United States District Court, D. Nebraska
Apr 15, 2011
8:11CR17 (D. Neb. Apr. 15, 2011)

Opinion

8:11CR17.

April 15, 2011


MEMORANDUM AND ORDER


This matter is before the court on the government's objection, Filing No. 33, to the Findings and Recommendation ("F R") of the magistrate judge. See Filing No. 29, Findings, Recommendation and Order; Filing No. 32, Transcript (Tr.) at 29-36. The magistrate judge recommended granting the defendant's motion to suppress, Filing No. 23. See Filing No. 32, Tr. at 8. The defendant is charged with being a felon in possession of a firearm. Filing No. 1, Indictment. He seeks to suppress evidence seized from his person and statements he made when he was stopped and searched while walking on "N" Street in Omaha, Nebraska, on December 10, 2011.

Pursuant to 28 U.S.C. § 636(b)(1)(A), the court has conducted a de novo determination of those portions of the F R to which the defendant objects. United States v. Lothridge, 324 F.3d 599, 600-01 (8th Cir. 2003). The court has reviewed the record including the transcript of the suppression hearing on March 16, 2010.

FACTS

The government does not challenge the magistrate judge's recitation of the facts. The court accepts the factual findings of the magistrate judge and they will be repeated only as necessary to this opinion. Id. at 28-30. The magistrate judge credited the testimony of Omaha Police Officer Tyler Strickler who testified that at approximately 10:00 p.m. on Decemnber 9, 2010, while patrolling looking for gang graffiti, he observed a person dressed in a hooded sweatshirt emerge from an alley between 23rd and 24th streets on the north side of "N" Street in Omaha, Nebraska. Id. at 6. Officer Strickler was driving an unmarked police cruiser and was wearing a dark tactical-unit uniform, not a traditional police uniform. Id. at 22-23. He stated that he pulled up alongside the individual and illuminated him with a spotlight. Id. at 7. He testified that he was trying to determine if the individual was a gang member or was carrying a can of spray paint or had paint on his hands. Id. In response, the individual kept walking and did not look at the car. Id. Officer Strickler testified that he could not could not see the defendant's face well enough to determine gang status and he did not observe any paint cans or evidence of paint. Id. at 7-8. Officer Strickler testified that he did not regard the defendant's conduct to be "normal" because "almost every person that I come in contact with if I spotlight them to illuminate them, they'll look towards me, and usually they'll stop to see who I am." Id. at 8. He then "chirped" his siren and the defendant turned to look and then continued walking. At that point, Officer Strickler exited the cruiser and told the defendant to stop. Id. The defendant stopped and Officer Strickler approached him and noticed a bowtie tattoo on his neck. Id. at 10. The officer then told the individual to put his hands on his head. Id.
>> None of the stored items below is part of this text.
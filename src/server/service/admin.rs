//! Administrative moderation.
//!
//! Driver applications and car registrations wait in a queue until an administrator
//! approves or rejects them. Administrators can also block accounts and requeue failed
//! notifications.

use chrono::Utc;
use entity::sea_orm_active_enums::{CarVerificationStatus, UserRole, UserStatus};
use sea_orm::{DatabaseConnection, TransactionTrait};
use serde_json::json;

use crate::server::{
    data::{car::CarRepository, notification::NotificationRepository, user::UserRepository},
    error::AppError,
    model::{
        car::{Car, PaginatedCars},
        notification::{NotificationEvent, NotificationKind},
        user::{PaginatedUsers, User},
    },
    service::notification::NotificationService,
    util::pagination::total_pages,
};

/// Service providing business logic for administrators.
/// Longest broadcast headline, in characters.
pub const MAX_BROADCAST_TITLE_LENGTH: usize = 200;
/// Longest broadcast body, in characters.
pub const MAX_BROADCAST_CONTENT_LENGTH: usize = 1000;

pub struct AdminService<'a> {
    db: &'a DatabaseConnection,
}

impl<'a> AdminService<'a> {
    /// Creates a new AdminService instance.
    ///
    /// # Arguments
    /// - `db` - Reference to the database connection
    ///
    /// # Returns
    /// - `AdminService` - New service instance
    pub fn new(db: &'a DatabaseConnection) -> Self {
        Self { db }
    }

    /// Gets driver applicants awaiting a decision, oldest first.
    pub async fn get_pending_drivers(
        &self,
        page: u64,
        per_page: u64,
    ) -> Result<PaginatedUsers, AppError> {
        let (users, total) = UserRepository::new(self.db)
            .get_pending_drivers_paginated(page, per_page)
            .await?;

        Ok(PaginatedUsers {
            users,
            total,
            page,
            per_page,
            total_pages: total_pages(total, per_page),
        })
    }

    /// Gets cars awaiting verification, oldest first.
    pub async fn get_pending_cars(
        &self,
        page: u64,
        per_page: u64,
    ) -> Result<PaginatedCars, AppError> {
        let (cars, total) = CarRepository::new(self.db)
            .get_pending_paginated(page, per_page)
            .await?;

        Ok(PaginatedCars {
            cars,
            total,
            page,
            per_page,
            total_pages: total_pages(total, per_page),
        })
    }

    /// Approves a driver application, activating the account.
    ///
    /// # Arguments
    /// - `user_id` - Applicant's user ID
    ///
    /// # Returns
    /// - `Ok(User)` - The active driver
    /// - `Err(AppError::NotFound)` - No such user
    /// - `Err(AppError::BadRequest)` - The user has no pending driver application
    pub async fn approve_driver(&self, user_id: i32) -> Result<User, AppError> {
        let txn = self.db.begin().await?;
        let repo = UserRepository::new(&txn);

        let user = pending_driver(repo.find_by_id(user_id).await?)?;
        let approved = repo.set_status(user.id, UserStatus::Active).await?;

        let event = NotificationEvent::new(
            NotificationKind::DriverApproved,
            "Driver application approved",
            "You can now register cars and publish trips on AutoPort",
        );
        NotificationService::new(&txn)
            .notify(&[user.id], &event)
            .await?;

        txn.commit().await?;

        tracing::info!("Driver {} approved", user.id);

        Ok(approved)
    }

    /// Rejects a driver application; the user goes back to an active passenger.
    ///
    /// # Arguments
    /// - `user_id` - Applicant's user ID
    /// - `reason` - Explanation sent to the applicant
    pub async fn reject_driver(&self, user_id: i32, reason: String) -> Result<User, AppError> {
        let reason = required_reason(reason)?;

        let txn = self.db.begin().await?;
        let repo = UserRepository::new(&txn);

        let user = pending_driver(repo.find_by_id(user_id).await?)?;
        let rejected = repo
            .set_role_and_status(user.id, UserRole::Passenger, UserStatus::Active)
            .await?;

        let event = NotificationEvent::new(
            NotificationKind::DriverRejected,
            "Driver application rejected",
            format!("Your driver application was rejected: {}", reason),
        )
        .with_data(json!({ "reason": reason }));
        NotificationService::new(&txn)
            .notify(&[user.id], &event)
            .await?;

        txn.commit().await?;

        Ok(rejected)
    }

    /// Approves a car so it can be used for trips.
    pub async fn approve_car(&self, car_id: i32) -> Result<Car, AppError> {
        self.decide_car(car_id, CarVerificationStatus::Approved, None)
            .await
    }

    /// Rejects a car with a reason shown to its driver.
    pub async fn reject_car(&self, car_id: i32, reason: String) -> Result<Car, AppError> {
        let reason = required_reason(reason)?;
        self.decide_car(car_id, CarVerificationStatus::Rejected, Some(reason))
            .await
    }

    /// Blocks an account. Administrators cannot block themselves or other administrators.
    ///
    /// # Returns
    /// - `Ok(User)` - The blocked user
    /// - `Err(AppError::NotFound)` - No such user
    /// - `Err(AppError::BadRequest)` - Target is an administrator
    pub async fn block_user(&self, admin_id: i32, user_id: i32) -> Result<User, AppError> {
        let repo = UserRepository::new(self.db);
        let user = repo
            .find_by_id(user_id)
            .await?
            .ok_or_else(|| AppError::NotFound("User not found".to_string()))?;

        if user.id == admin_id || user.role == UserRole::Admin {
            return Err(AppError::BadRequest(
                "Administrators cannot be blocked".to_string(),
            ));
        }

        let blocked = repo.set_status(user.id, UserStatus::Blocked).await?;
        tracing::warn!("User {} blocked by admin {}", user.id, admin_id);

        Ok(blocked)
    }

    /// Restores a blocked account to `Active`.
    pub async fn unblock_user(&self, user_id: i32) -> Result<User, AppError> {
        let repo = UserRepository::new(self.db);
        let user = repo
            .find_by_id(user_id)
            .await?
            .ok_or_else(|| AppError::NotFound("User not found".to_string()))?;

        if user.status != UserStatus::Blocked {
            return Err(AppError::BadRequest("User is not blocked".to_string()));
        }

        Ok(repo.set_status(user.id, UserStatus::Active).await?)
    }

    /// Moves failed notifications back to the dispatch queue.
    ///
    /// # Returns
    /// - `Ok(u64)` - Number of notifications requeued
    pub async fn retry_failed_notifications(&self) -> Result<u64, AppError> {
        let requeued = NotificationRepository::new(self.db)
            .retry_failed(Utc::now())
            .await?;

        tracing::info!("Requeued {} failed notification(s)", requeued);

        Ok(requeued)
    }

    /// Sends an announcement to every active user, or to active users with one role.
    ///
    /// # Arguments
    /// - `admin_id` - Sending administrator, recorded in the payload
    /// - `title` - Headline, 1..=200 characters after trimming
    /// - `content` - Body, 1..=1000 characters after trimming
    /// - `role` - Restricts the audience when set
    ///
    /// # Returns
    /// - `Ok(u64)` - Number of users notified
    /// - `Err(AppError::BadRequest)` - Empty or oversized title or content
    pub async fn broadcast(
        &self,
        admin_id: i32,
        title: &str,
        content: &str,
        role: Option<UserRole>,
    ) -> Result<u64, AppError> {
        let title = bounded_text("Title", title, MAX_BROADCAST_TITLE_LENGTH)?;
        let content = bounded_text("Content", content, MAX_BROADCAST_CONTENT_LENGTH)?;

        let txn = self.db.begin().await?;
        let recipients = UserRepository::new(&txn).get_active_ids(role).await?;

        let event = NotificationEvent::new(NotificationKind::Broadcast, title, content)
            .with_data(json!({
                "broadcast": true,
                "sender_id": admin_id,
                "target_role": role,
            }));
        let sent = NotificationService::new(&txn)
            .notify(&recipients, &event)
            .await?;

        txn.commit().await?;

        tracing::info!("Admin {} broadcast to {} user(s)", admin_id, sent.len());

        Ok(sent.len() as u64)
    }

    async fn decide_car(
        &self,
        car_id: i32,
        status: CarVerificationStatus,
        reason: Option<String>,
    ) -> Result<Car, AppError> {
        let txn = self.db.begin().await?;
        let repo = CarRepository::new(&txn);

        let car = repo
            .find_by_id(car_id)
            .await?
            .ok_or_else(|| AppError::NotFound("Car not found".to_string()))?;
        if car.verification_status != CarVerificationStatus::PendingVerification {
            return Err(AppError::BadRequest(
                "Car is not awaiting verification".to_string(),
            ));
        }

        let decided = repo.set_verification(car.id, status, reason.clone()).await?;

        let label = format!("{} {} ({})", car.make, car.model, car.license_plate);
        let event = match reason {
            Some(reason) => NotificationEvent::new(
                NotificationKind::CarRejected,
                "Car rejected",
                format!("{} was rejected: {}", label, reason),
            ),
            None => NotificationEvent::new(
                NotificationKind::CarApproved,
                "Car approved",
                format!("{} is approved for trips", label),
            ),
        }
        .with_data(json!({ "car_id": car.id }));
        NotificationService::new(&txn)
            .notify(&[car.driver_id], &event)
            .await?;

        txn.commit().await?;

        Ok(decided)
    }
}

fn pending_driver(user: Option<User>) -> Result<User, AppError> {
    let user = user.ok_or_else(|| AppError::NotFound("User not found".to_string()))?;

    if user.role != UserRole::Driver || user.status != UserStatus::PendingProfileCompletion {
        return Err(AppError::BadRequest(
            "User has no pending driver application".to_string(),
        ));
    }

    Ok(user)
}

fn required_reason(reason: String) -> Result<String, AppError> {
    let reason = reason.trim().to_string();
    if reason.is_empty() {
        return Err(AppError::BadRequest("A reason is required".to_string()));
    }
    Ok(reason)
}

fn bounded_text<'t>(field: &str, text: &'t str, max: usize) -> Result<&'t str, AppError> {
    let text = text.trim();
    if text.is_empty() || text.chars().count() > max {
        return Err(AppError::BadRequest(format!(
            "{} must be between 1 and {} characters",
            field, max
        )));
    }
    Ok(text)
}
The magistrate judge found that the government had not met its burden under Terry v. Ohio, 392 U.S. 1, 18-19 (1968), to show a reasonable articulable suspicion of criminal activity to justify a brief investigative detention. Id. at 32-33. The magistrate judge found there "is no reason why anyone has to talk to a police officer if they don't want, in the absence of a Terry situation, and I don't find sufficient evidence here to find that conclusion." Id. at 33. Further he found that the defendant's statements should be suppressed as fruit of the poisonous tree. Id. at 34.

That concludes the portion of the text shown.